> SOURCE MATERIAL
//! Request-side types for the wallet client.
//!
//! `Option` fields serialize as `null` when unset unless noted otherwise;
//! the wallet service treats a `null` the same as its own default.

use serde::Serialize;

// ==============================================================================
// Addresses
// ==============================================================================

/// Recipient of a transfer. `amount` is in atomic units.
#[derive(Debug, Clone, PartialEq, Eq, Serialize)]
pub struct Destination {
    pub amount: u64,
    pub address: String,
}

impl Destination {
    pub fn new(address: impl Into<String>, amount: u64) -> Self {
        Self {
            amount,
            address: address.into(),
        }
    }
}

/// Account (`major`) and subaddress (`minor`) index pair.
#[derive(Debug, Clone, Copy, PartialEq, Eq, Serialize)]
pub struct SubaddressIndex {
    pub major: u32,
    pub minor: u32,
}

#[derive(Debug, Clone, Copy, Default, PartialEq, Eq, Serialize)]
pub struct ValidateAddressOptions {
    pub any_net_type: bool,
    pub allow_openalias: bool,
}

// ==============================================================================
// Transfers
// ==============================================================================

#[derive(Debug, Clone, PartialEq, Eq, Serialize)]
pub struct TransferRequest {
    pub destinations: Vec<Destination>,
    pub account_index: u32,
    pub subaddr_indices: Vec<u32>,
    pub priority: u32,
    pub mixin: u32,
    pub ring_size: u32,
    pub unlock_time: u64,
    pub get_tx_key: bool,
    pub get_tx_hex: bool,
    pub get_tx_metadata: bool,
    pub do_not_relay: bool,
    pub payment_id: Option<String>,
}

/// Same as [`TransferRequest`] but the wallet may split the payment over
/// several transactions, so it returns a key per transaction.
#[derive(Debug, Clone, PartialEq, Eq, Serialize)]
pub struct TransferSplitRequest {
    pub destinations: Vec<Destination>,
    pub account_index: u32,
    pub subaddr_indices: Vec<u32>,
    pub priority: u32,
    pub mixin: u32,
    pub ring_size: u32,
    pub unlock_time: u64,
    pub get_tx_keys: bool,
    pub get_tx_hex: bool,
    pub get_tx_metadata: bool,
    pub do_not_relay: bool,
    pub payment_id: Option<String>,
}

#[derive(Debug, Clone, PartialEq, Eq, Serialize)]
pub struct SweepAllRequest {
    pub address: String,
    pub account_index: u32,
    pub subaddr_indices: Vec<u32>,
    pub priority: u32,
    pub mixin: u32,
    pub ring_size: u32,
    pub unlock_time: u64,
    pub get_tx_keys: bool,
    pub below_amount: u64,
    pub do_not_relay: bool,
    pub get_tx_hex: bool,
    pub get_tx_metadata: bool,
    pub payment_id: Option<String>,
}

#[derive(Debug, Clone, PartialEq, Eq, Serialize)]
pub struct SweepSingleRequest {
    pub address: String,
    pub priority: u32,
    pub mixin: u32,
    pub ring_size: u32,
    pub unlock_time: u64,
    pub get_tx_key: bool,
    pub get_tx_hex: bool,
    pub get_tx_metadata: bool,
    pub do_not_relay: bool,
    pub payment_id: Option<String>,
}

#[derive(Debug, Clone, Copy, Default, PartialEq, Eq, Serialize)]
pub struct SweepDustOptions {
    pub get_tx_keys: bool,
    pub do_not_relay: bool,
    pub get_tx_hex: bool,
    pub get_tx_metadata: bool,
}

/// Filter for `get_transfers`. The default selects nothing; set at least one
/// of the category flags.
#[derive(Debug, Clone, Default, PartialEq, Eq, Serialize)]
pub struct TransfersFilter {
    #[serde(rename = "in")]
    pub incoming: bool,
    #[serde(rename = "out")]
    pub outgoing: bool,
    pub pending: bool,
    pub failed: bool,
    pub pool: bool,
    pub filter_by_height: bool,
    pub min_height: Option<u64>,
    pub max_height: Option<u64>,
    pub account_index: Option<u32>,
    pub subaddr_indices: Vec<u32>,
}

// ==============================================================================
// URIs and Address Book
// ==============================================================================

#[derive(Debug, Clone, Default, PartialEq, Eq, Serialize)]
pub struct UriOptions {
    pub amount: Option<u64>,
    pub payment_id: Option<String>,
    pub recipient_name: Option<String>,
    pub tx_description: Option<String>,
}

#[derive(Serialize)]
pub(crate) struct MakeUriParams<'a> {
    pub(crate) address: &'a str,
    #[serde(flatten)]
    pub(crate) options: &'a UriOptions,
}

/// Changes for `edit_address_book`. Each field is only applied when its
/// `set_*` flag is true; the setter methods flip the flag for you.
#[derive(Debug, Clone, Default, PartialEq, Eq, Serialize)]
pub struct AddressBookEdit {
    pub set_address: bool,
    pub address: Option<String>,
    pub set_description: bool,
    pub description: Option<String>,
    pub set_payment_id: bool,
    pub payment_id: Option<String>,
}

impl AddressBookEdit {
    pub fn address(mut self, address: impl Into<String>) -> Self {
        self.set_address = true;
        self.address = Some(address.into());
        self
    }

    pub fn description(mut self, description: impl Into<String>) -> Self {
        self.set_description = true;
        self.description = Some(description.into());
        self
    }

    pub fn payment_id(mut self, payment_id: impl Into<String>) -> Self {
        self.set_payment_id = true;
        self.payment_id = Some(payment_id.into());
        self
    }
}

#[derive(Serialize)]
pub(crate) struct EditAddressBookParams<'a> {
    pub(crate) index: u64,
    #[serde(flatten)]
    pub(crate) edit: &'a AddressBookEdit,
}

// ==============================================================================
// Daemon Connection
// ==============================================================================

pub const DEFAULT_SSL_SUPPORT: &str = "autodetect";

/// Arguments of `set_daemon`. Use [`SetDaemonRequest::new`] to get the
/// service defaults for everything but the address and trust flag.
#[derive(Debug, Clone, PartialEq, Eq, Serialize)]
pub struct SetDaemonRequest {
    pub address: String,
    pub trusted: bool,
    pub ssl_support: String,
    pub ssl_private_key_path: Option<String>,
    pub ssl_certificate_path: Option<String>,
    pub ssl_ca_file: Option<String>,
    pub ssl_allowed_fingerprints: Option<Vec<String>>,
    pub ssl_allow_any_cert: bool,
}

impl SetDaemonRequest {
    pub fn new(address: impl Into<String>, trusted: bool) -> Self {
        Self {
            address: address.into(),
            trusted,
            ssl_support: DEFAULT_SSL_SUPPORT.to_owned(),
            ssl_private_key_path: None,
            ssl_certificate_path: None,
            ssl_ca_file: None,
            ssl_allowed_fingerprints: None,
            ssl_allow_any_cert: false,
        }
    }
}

> PROBLEM TO WORK ON
The whole listing above is to be output exactly.

> RESULT FOR THIS TASK
//! Request-side types for the wallet client.
//!
//! `Option` fields serialize as `null` when unset unless noted otherwise;
//! the wallet service treats a `null` the same as its own default.

use serde::Serialize;

// ==============================================================================
// Addresses
// ==============================================================================

/// Recipient of a transfer. `amount` is in atomic units.
#[derive(Debug, Clone, PartialEq, Eq, Serialize)]
pub struct Destination {
    pub amount: u64,
    pub address: String,
}

impl Destination {
    pub fn new(address: impl Into<String>, amount: u64) -> Self {
        Self {
            amount,
            address: address.into(),
        }
    }
}

/// Account (`major`) and subaddress (`minor`) index pair.
#[derive(Debug, Clone, Copy, PartialEq, Eq, Serialize)]
pub struct SubaddressIndex {
    pub major: u32,
    pub minor: u32,
}

#[derive(Debug, Clone, Copy, Default, PartialEq, Eq, Serialize)]
pub struct ValidateAddressOptions {
    pub any_net_type: bool,
    pub allow_openalias: bool,
}

// ==============================================================================
// Transfers
// ==============================================================================

#[derive(Debug, Clone, PartialEq, Eq, Serialize)]
pub struct TransferRequest {
    pub destinations: Vec<Destination>,
    pub account_index: u32,
    pub subaddr_indices: Vec<u32>,
    pub priority: u32,
    pub mixin: u32,
    pub ring_size: u32,
    pub unlock_time: u64,
    pub get_tx_key: bool,
    pub get_tx_hex: bool,
    pub get_tx_metadata: bool,
    pub do_not_relay: bool,
    pub payment_id: Option<String>,
}

/// Same as [`TransferRequest`] but the wallet may split the payment over
/// several transactions, so it returns a key per transaction.
#[derive(Debug, Clone, PartialEq, Eq, Serialize)]
pub struct TransferSplitRequest {
    pub destinations: Vec<Destination>,
    pub account_index: u32,
    pub subaddr_indices: Vec<u32>,
    pub priority: u32,
    pub mixin: u32,
    pub ring_size: u32,
    pub unlock_time: u64,
    pub get_tx_keys: bool,
    pub get_tx_hex: bool,
    pub get_tx_metadata: bool,
    pub do_not_relay: bool,
    pub payment_id: Option<String>,
}

#[derive(Debug, Clone, PartialEq, Eq, Serialize)]
pub struct SweepAllRequest {
    pub address: String,
    pub account_index: u32,
    pub subaddr_indices: Vec<u32>,
    pub priority: u32,
    pub mixin: u32,
    pub ring_size: u32,
    pub unlock_time: u64,
    pub get_tx_keys: bool,
    pub below_amount: u64,
    pub do_not_relay: bool,
    pub get_tx_hex: bool,
    pub get_tx_metadata: bool,
    pub payment_id: Option<String>,
}

#[derive(Debug, Clone, PartialEq, Eq, Serialize)]
pub struct SweepSingleRequest {
    pub address: String,
    pub priority: u32,
    pub mixin: u32,
    pub ring_size: u32,
    pub unlock_time: u64,
    pub get_tx_key: bool,
    pub get_tx_hex: bool,
    pub get_tx_metadata: bool,
    pub do_not_relay: bool,
    pub payment_id: Option<String>,
}

#[derive(Debug, Clone, Copy, Default, PartialEq, Eq, Serialize)]
pub struct SweepDustOptions {
    pub get_tx_keys: bool,
    pub do_not_relay: bool,
    pub get_tx_hex: bool,
    pub get_tx_metadata: bool,
}

/// Filter for `get_transfers`. The default selects nothing; set at least one
/// of the category flags.
#[derive(Debug, Clone, Default, PartialEq, Eq, Serialize)]
pub struct TransfersFilter {
    #[serde(rename = "in")]
    pub incoming: bool,
    #[serde(rename = "out")]
    pub outgoing: bool,
    pub pending: bool,
    pub failed: bool,
    pub pool: bool,
    pub filter_by_height: bool,
    pub min_height: Option<u64>,
    pub max_height: Option<u64>,
    pub account_index: Option<u32>,
    pub subaddr_indices: Vec<u32>,
}

// ==============================================================================
// URIs and Address Book
// ==============================================================================

#[derive(Debug, Clone, Default, PartialEq, Eq, Serialize)]
pub struct UriOptions {
    pub amount: Option<u64>,
    pub payment_id: Option<String>,
    pub recipient_name: Option<String>,
    pub tx_description: Option<String>,
}

#[derive(Serialize)]
pub(crate) struct MakeUriParams<'a> {
    pub(crate) address: &'a str,
    #[serde(flatten)]
    pub(crate) options: &'a UriOptions,
}

/// Changes for `edit_address_book`. Each field is only applied when its
/// `set_*` flag is true; the setter methods flip the flag for you.
#[derive(Debug, Clone, Default, PartialEq, Eq, Serialize)]
pub struct AddressBookEdit {
    pub set_address: bool,
    pub address: Option<String>,
    pub set_description: bool,
    pub description: Option<String>,
    pub set_payment_id: bool,
    pub payment_id: Option<String>,
}

impl AddressBookEdit {
    pub fn address(mut self, address: impl Into<String>) -> Self {
        self.set_address = true;
        self.address = Some(address.into());
        self
    }

    pub fn description(mut self, description: impl Into<String>) -> Self {
        self.set_description = true;
        self.description = Some(description.into());
        self
    }

    pub fn payment_id(mut self, payment_id: impl Into<String>) -> Self {
        self.set_payment_id = true;
        self.payment_id = Some(payment_id.into());
        self
    }
}

#[derive(Serialize)]
pub(crate) struct EditAddressBookParams<'a> {
    pub(crate) index: u64,
    #[serde(flatten)]
    pub(crate) edit: &'a AddressBookEdit,
}

// ==============================================================================
// Daemon Connection
// ==============================================================================

pub const DEFAULT_SSL_SUPPORT: &str = "autodetect";

/// Arguments of `set_daemon`. Use [`SetDaemonRequest::new`] to get the
/// service defaults for everything but the address and trust flag.
#[derive(Debug, Clone, PartialEq, Eq, Serialize)]
pub struct SetDaemonRequest {
    pub address: String,
    pub trusted: bool,
    pub ssl_support: String,
    pub ssl_private_key_path: Option<String>,
    pub ssl_certificate_path: Option<String>,
    pub ssl_ca_file: Option<String>,
    pub ssl_allowed_fingerprints: Option<Vec<String>>,
    pub ssl_allow_any_cert: bool,
}

impl SetDaemonRequest {
    pub fn new(address: impl Into<String>, trusted: bool) -> Self {
        Self {
            address: address.into(),
            trusted,
            ssl_support: DEFAULT_SSL_SUPPORT.to_owned(),
            ssl_private_key_path: None,
            ssl_certificate_path: None,
            ssl_ca_file: None,
            ssl_allowed_fingerprints: None,
            ssl_allow_any_cert: false,
        }
    }
}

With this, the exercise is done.